Surgical treatment should be considered when the patient has a trigger thumb bilaterally and when the patient has a severe trigger thumb. Severe is defined as when the thumb is locked so that the thumb cannot be flexed or extended either passively or actively. Surgical treatment should also be considered when observation and/or splint therapy has not achieved sufficient results after 49 months. Unlike the surgical treatment given for adults, which is unambiguously a surgical release of the A1 pulley of the thumb, the optimum surgical treatment for infants has not yet been discerned. In case of infants, research has shown that only in 15% of the cases A1 pulley release alone is sufficient. In most of the cases there was an additional annular pulley structure distal to the A1 to be released resolving the triggering: the so-called Av pulley or variable pulley. Therefore, infants and adults need to be treated differently as the main problem is different.

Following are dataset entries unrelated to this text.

use super::ReleaseType;

/// Length of the fade used when a voice is killed, in seconds.
const KILL_FADE_SECONDS: f32 = 0.001;

/// The stages in envelopes as a numbered enum
#[derive(Debug, Copy, Clone, PartialEq, Eq)]
pub enum EnvelopeStage {
    Attack = 0,
    Decay = 1,
    Sustain = 2,
    Release = 3, // Goes to this stage as soon as the voice is released
    Idle = 4,
}

impl EnvelopeStage {
    pub fn next_stage(&self) -> EnvelopeStage {
        match self {
            EnvelopeStage::Attack => EnvelopeStage::Decay,
            EnvelopeStage::Decay => EnvelopeStage::Sustain,
            EnvelopeStage::Sustain => EnvelopeStage::Release,
            EnvelopeStage::Release => EnvelopeStage::Idle,
            EnvelopeStage::Idle => EnvelopeStage::Idle,
        }
    }
}

/// The ADSR values as set by the user. Times are in seconds, sustain is a level.
#[derive(Debug, Copy, Clone, PartialEq)]
#[cfg_attr(feature = "serde", derive(serde::Deserialize, serde::Serialize))]
pub struct EnvelopeDescriptor {
    pub attack: f32,  // Seconds
    pub decay: f32,   // Seconds
    pub sustain: f32, // Level (0-1)
    pub release: f32, // Seconds
}

/// The envelope values shared between the display and the render context.
pub type AdsrParameters = EnvelopeDescriptor;

impl Default for EnvelopeDescriptor {
    fn default() -> Self {
        EnvelopeDescriptor {
            attack: 0.0,
            decay: 2.0,
            sustain: 1.0,
            release: 0.75,
        }
    }
}

fn non_negative(value: f32) -> f32 {
    if value.is_finite() && value > 0.0 {
        value
    } else {
        0.0
    }
}

impl EnvelopeDescriptor {
    pub fn new(attack: f32, decay: f32, sustain: f32, release: f32) -> Self {
        EnvelopeDescriptor {
            attack,
            decay,
            sustain,
            release,
        }
    }

    /// Negative and non-finite values become zero, sustain is capped at 1.
    pub fn sanitized(&self) -> Self {
        EnvelopeDescriptor {
            attack: non_negative(self.attack),
            decay: non_negative(self.decay),
            sustain: non_negative(self.sustain).min(1.0),
            release: non_negative(self.release),
        }
    }

    #[allow(clippy::wrong_self_convention)]
    pub fn to_envelope_params(&self, sample_rate: u32) -> EnvelopeParameters {
        let desc = self.sanitized();
        let samplerate = sample_rate as f32;
        let samples = |seconds: f32| (seconds * samplerate).round() as u32;

        EnvelopeParameters {
            attack: samples(desc.attack),
            decay: samples(desc.decay),
            sustain: desc.sustain,
            release: samples(desc.release),
            kill: samples(KILL_FADE_SECONDS),
        }
    }
}

/// The envelope converted to sample counts for a specific sample rate.
/// Use EnvelopeDescriptor to generate it.
#[derive(Debug, Clone, Copy, PartialEq)]
pub struct EnvelopeParameters {
    attack: u32,
    decay: u32,
    sustain: f32,
    release: u32,
    kill: u32,
}

impl EnvelopeParameters {
    /// Duration of a stage in samples. Sustain and Idle have no duration.
    pub fn get_stage_duration(&self, stage: EnvelopeStage) -> u32 {
        match stage {
            EnvelopeStage::Attack => self.attack,
            EnvelopeStage::Decay => self.decay,
            EnvelopeStage::Release => self.release,
            EnvelopeStage::Sustain | EnvelopeStage::Idle => 0,
        }
    }

    fn stage_target(&self, stage: EnvelopeStage) -> f32 {
        match stage {
            EnvelopeStage::Attack => 1.0,
            EnvelopeStage::Decay | EnvelopeStage::Sustain => self.sustain,
            EnvelopeStage::Release | EnvelopeStage::Idle => 0.0,
        }
    }
}

impl Default for EnvelopeParameters {
    fn default() -> Self {
        EnvelopeDescriptor::default().to_envelope_params(44100)
    }
}

/// Per voice ADSR state machine. Produces one gain value per frame.
///
/// Ramps always continue from the current gain: a retrigger starts the attack
/// from wherever the previous note left off, a release starts from the gain at
/// the moment of the note off, and a parameter change mid-stage only reshapes
/// the part of the ramp that hasn't been played yet.
#[derive(Debug, Clone)]
pub struct EnvelopeGenerator {
    params: EnvelopeParameters,
    stage: EnvelopeStage,
    level: f32,
    stage_time: u32,
    killed: bool,
}

impl EnvelopeGenerator {
    /// Creates an envelope in the Idle stage with zero gain.
    pub fn new(params: EnvelopeParameters) -> Self {
        EnvelopeGenerator {
            params,
            stage: EnvelopeStage::Idle,
            level: 0.0,
            stage_time: 0,
            killed: false,
        }
    }

    pub fn configure(&mut self, params: EnvelopeParameters) {
        self.params = params;
    }

    pub fn current_stage(&self) -> EnvelopeStage {
        self.stage
    }

    /// The gain produced by the last processed frame.
    pub fn level(&self) -> f32 {
        self.level
    }

    pub fn is_idle(&self) -> bool {
        self.stage == EnvelopeStage::Idle
    }

    pub fn is_releasing(&self) -> bool {
        self.stage == EnvelopeStage::Release
    }

    pub fn note_on(&mut self) {
        self.stage = EnvelopeStage::Attack;
        self.stage_time = 0;
        self.killed = false;
    }

    pub fn note_off(&mut self) {
        self.release(ReleaseType::Standard);
    }

    pub fn release(&mut self, rel_type: ReleaseType) {
        if rel_type == ReleaseType::Kill && !self.killed && !self.is_idle() {
            self.killed = true;
            self.stage = EnvelopeStage::Release;
            self.stage_time = 0;
            return;
        }

        match self.stage {
            EnvelopeStage::Release | EnvelopeStage::Idle => {}
            _ => {
                self.stage = EnvelopeStage::Release;
                self.stage_time = 0;
            }
        }
    }

    fn stage_duration(&self) -> u32 {
        if self.killed && self.stage == EnvelopeStage::Release {
            self.params.kill
        } else {
            self.params.get_stage_duration(self.stage)
        }
    }

    fn switch_to_next_stage(&mut self) {
        self.stage = self.stage.next_stage();
        self.stage_time = 0;
    }

    pub fn next_gain(&mut self) -> f32 {
        match self.stage {
            EnvelopeStage::Idle => {
                self.level = 0.0;
            }
            EnvelopeStage::Sustain => {
                self.level = self.params.sustain;
            }
            stage => {
                let target = self.params.stage_target(stage);
                let duration = self.stage_duration();
                self.stage_time += 1;

                if self.stage_time >= duration {
                    self.level = target;
                    self.switch_to_next_stage();
                } else {
                    // Cover the remaining distance in equal steps over the remaining frames
                    let remaining = (duration - self.stage_time + 1) as f32;
                    self.level += (target - self.level) / remaining;
                }
            }
        }

        self.level
    }
}

#[cfg(test)]
mod tests {
    use rand::Rng;

    use super::*;

    fn lerp(from: f32, to: f32, fac: f32) -> f32 {
        from + (to - from) * fac
    }

    fn triggered(desc: EnvelopeDescriptor, sample_rate: u32) -> EnvelopeGenerator {
        let mut env = EnvelopeGenerator::new(desc.to_envelope_params(sample_rate));
        env.note_on();
        env
    }

    #[test]
    fn test_envelope() {
        let descriptor = EnvelopeDescriptor::new(15.0, 17.0, 0.4, 16.0);
        let mut env = triggered(descriptor, 1);

        let mut vec = Vec::new();
        for _ in 0..48 {
            vec.push(env.next_gain());
        }
        env.note_off();
        assert_eq!(env.current_stage(), EnvelopeStage::Release);
        for _ in 0..32 {
            vec.push(env.next_gain());
        }

        let mut expected_vec = Vec::new();
        for i in 1..=15 {
            expected_vec.push(lerp(0.0, 1.0, i as f32 / 15.0));
        }
        for i in 1..=17 {
            expected_vec.push(lerp(1.0, 0.4, i as f32 / 17.0));
        }
        for _ in 0..16 {
            expected_vec.push(0.4);
        }
        for i in 1..=16 {
            expected_vec.push(lerp(0.4, 0.0, i as f32 / 16.0));
        }
        for _ in 0..16 {
            expected_vec.push(0.0);
        }

        for v in vec.iter_mut().chain(expected_vec.iter_mut()) {
            // Rounding as accumulated steps are sometimes off by tiny fractions
            *v = (*v * 10000.0).round() / 10000.0;
        }

        assert_eq!(vec, expected_vec);
        assert!(env.is_idle());
    }

    #[test]
    fn test_zero_length_stages() {
        let mut env = triggered(EnvelopeDescriptor::new(0.0, 0.0, 0.3, 0.0), 44100);
        assert_eq!(env.next_gain(), 1.0);
        assert_eq!(env.current_stage(), EnvelopeStage::Decay);
        assert_eq!(env.next_gain(), 0.3);
        assert_eq!(env.current_stage(), EnvelopeStage::Sustain);
        assert_eq!(env.next_gain(), 0.3);
        env.note_off();
        assert_eq!(env.next_gain(), 0.0);
        assert!(env.is_idle());
        assert_eq!(env.next_gain(), 0.0);
    }

    #[test]
    fn test_malformed_parameters_are_clamped() {
        let desc = EnvelopeDescriptor::new(-1.0, f32::NAN, 3.0, f32::INFINITY);
        assert_eq!(desc.sanitized(), EnvelopeDescriptor::new(0.0, 0.0, 1.0, 0.0));

        let mut env = triggered(desc, 44100);
        for _ in 0..10 {
            let gain = env.next_gain();
            assert!(gain.is_finite());
            assert!((0.0..=1.0).contains(&gain));
        }
        assert_eq!(env.current_stage(), EnvelopeStage::Sustain);
        assert_eq!(env.level(), 1.0);
    }

    #[test]
    fn test_retrigger_keeps_gain() {
        let mut env = triggered(EnvelopeDescriptor::new(0.0, 0.0, 0.6, 10.0), 10);
        for _ in 0..4 {
            env.next_gain();
        }
        env.note_off();
        for _ in 0..50 {
            env.next_gain();
        }
        let before = env.level();
        assert!(before > 0.0 && before < 0.6);

        env.note_on();
        assert_eq!(env.current_stage(), EnvelopeStage::Attack);
        assert_eq!(env.level(), before);
        // Zero attack jumps to the peak on the next frame, never through zero
        assert_eq!(env.next_gain(), 1.0);
    }

    #[test]
    fn test_retrigger_attack_starts_from_carried_gain() {
        let mut env = triggered(EnvelopeDescriptor::new(0.0, 0.0, 0.5, 1.0), 100);
        for _ in 0..3 {
            env.next_gain();
        }
        env.note_off();
        for _ in 0..50 {
            env.next_gain();
        }
        let carried = env.level();

        env.configure(EnvelopeDescriptor::new(1.0, 0.0, 0.5, 1.0).to_envelope_params(100));
        env.note_on();
        let first = env.next_gain();
        assert!(first > carried);
        assert!(first - carried <= (1.0 - carried) / 100.0 + 1e-6);
    }

    #[test]
    fn test_note_off_is_idempotent() {
        let mut env = triggered(EnvelopeDescriptor::new(0.0, 0.0, 1.0, 1.0), 100);
        env.next_gain();
        env.note_off();
        for _ in 0..30 {
            env.next_gain();
        }
        let mid_release = env.level();

        env.note_off();
        assert_eq!(env.current_stage(), EnvelopeStage::Release);
        let next = env.next_gain();
        assert!(next < mid_release);
        assert!(next < 1.0);

        let mut last = next;
        while !env.is_idle() {
            let gain = env.next_gain();
            assert!(gain <= last);
            last = gain;
        }
        assert_eq!(last, 0.0);
    }

    #[test]
    fn test_note_off_before_sustain() {
        let mut env = triggered(EnvelopeDescriptor::new(1.0, 0.0, 1.0, 1.0), 100);
        for _ in 0..50 {
            env.next_gain();
        }
        let peak = env.level();
        assert!((peak - 0.5).abs() < 1e-4);

        env.note_off();
        let first = env.next_gain();
        assert!(first < peak);
        assert!(peak - first <= peak / 100.0 + 1e-6);
    }

    #[test]
    fn test_kill_fades_quickly() {
        let mut env = triggered(EnvelopeDescriptor::new(0.0, 0.0, 1.0, 5.0), 48000);
        env.next_gain();
        env.release(ReleaseType::Kill);

        let mut frames = 0;
        while !env.is_idle() {
            env.next_gain();
            frames += 1;
        }
        assert_eq!(frames, 48);
    }

    #[test]
    fn test_reconfigure_mid_stage_bends_remaining_ramp() {
        let mut env = triggered(EnvelopeDescriptor::new(1.0, 0.0, 1.0, 0.0), 1000);
        for _ in 0..500 {
            env.next_gain();
        }
        let before = env.level();

        // 300 frames left to cover the other half
        env.configure(EnvelopeDescriptor::new(0.8, 0.0, 1.0, 0.0).to_envelope_params(1000));
        let after = env.next_gain();
        assert!(after > before);
        assert!((after - before - 0.5 / 300.0).abs() < 1e-4);

        for _ in 0..299 {
            env.next_gain();
        }
        assert_eq!(env.current_stage(), EnvelopeStage::Decay);
        assert_eq!(env.level(), 1.0);
    }

    #[test]
    fn test_reconfigure_shorter_than_elapsed_completes_stage() {
        let mut env = triggered(EnvelopeDescriptor::new(1.0, 1.0, 0.5, 0.0), 1000);
        for _ in 0..500 {
            env.next_gain();
        }

        env.configure(EnvelopeDescriptor::new(0.1, 1.0, 0.5, 0.0).to_envelope_params(1000));
        assert_eq!(env.next_gain(), 1.0);
        assert_eq!(env.current_stage(), EnvelopeStage::Decay);
    }

    #[test]
    fn test_random_envelopes_stay_bounded() {
        let mut rng = rand::thread_rng();
        let sample_rate = 1000;

        for _ in 0..200 {
            let desc = EnvelopeDescriptor::new(
                rng.gen_range(0.0..0.5),
                rng.gen_range(0.0..0.5),
                rng.gen_range(0.0..=1.0),
                rng.gen_range(0.0..0.5),
            );
            let params = desc.to_envelope_params(sample_rate);
            let mut env = EnvelopeGenerator::new(params);
            env.note_on();

            // A linear ramp can't move further per frame than its full span over its length
            let max_step = |stage: EnvelopeStage| match params.get_stage_duration(stage) {
                0 => 1.0,
                d => 1.0 / d as f32 + 1e-5,
            };

            // Zero length stages still take one frame to complete
            let hold_frames = params.get_stage_duration(EnvelopeStage::Attack).max(1)
                + params.get_stage_duration(EnvelopeStage::Decay).max(1)
                + rng.gen_range(0..100);

            let mut last = 0.0f32;
            for _ in 0..hold_frames {
                let stage = env.current_stage();
                let gain = env.next_gain();
                assert!((0.0..=1.0).contains(&gain));
                assert!((gain - last).abs() <= max_step(stage));
                last = gain;
            }

            assert_eq!(env.current_stage(), EnvelopeStage::Sustain);
            assert!((env.level() - desc.sustain).abs() < 1e-5);

            env.note_off();
            while !env.is_idle() {
                let gain = env.next_gain();
                assert!((0.0..=1.0).contains(&gain));
                assert!(gain <= last);
                last = gain;
            }
            assert_eq!(last, 0.0);
        }
    }
}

====Open vs. percutaneous====
There are two types of surgery: open surgery which is mentioned above and percutaneous surgery. Unlike open surgery percutaneous surgery is done without exposing the anatomical structures beneath the skin. Research has shown that percutaneous surgery is a good alternative to open surgery. Percutaneous surgery is done with a needle that is inserted in the flexor sheath at the level of the A1 pulley. Before the needle insertion the thumb is placed in extension, whereas when the needle is already inserted the thumb will be put into semi-flexion, so that the needle can be moved and the palmar skin is movable. The A1 pulley will then be cut with the needle longitudinally and parallel to the fibers of the tendon of the flexor pollicis longus muscle. When the release with the needle is done according to the pivot maneuver the chances of incomplete release and damage to the digital nerve nearby will be increased. To prevent any postoperative hematoma and swelling, pressure should be applied for at least 10 minutes after the procedure. Percutaneous surgery has also been proven to be without residual deformities and recurrence after surgery. When the A1 pulley is too thick and long to be released at once, open surgery still can be a solution. The advantages over open surgery are that percutaneous surgery is simpler, more straightforward and shorter concerning the duration. It can also be done in every other examination room unlike the open surgery, which is done in an operation room. The risk nonetheless is that the digital nerve of the thumb nearby can be damaged.

==Epidemiology==
Not much research has been done on the epidemiology of congenital trigger thumbs. There are a few reports on the incidence in their respective studies. The most recent data comes from a Japanese study by Kukichi and Ogino where they found an incidence 3.3 trigger thumbs per 1,000 live births in 1-year-old children.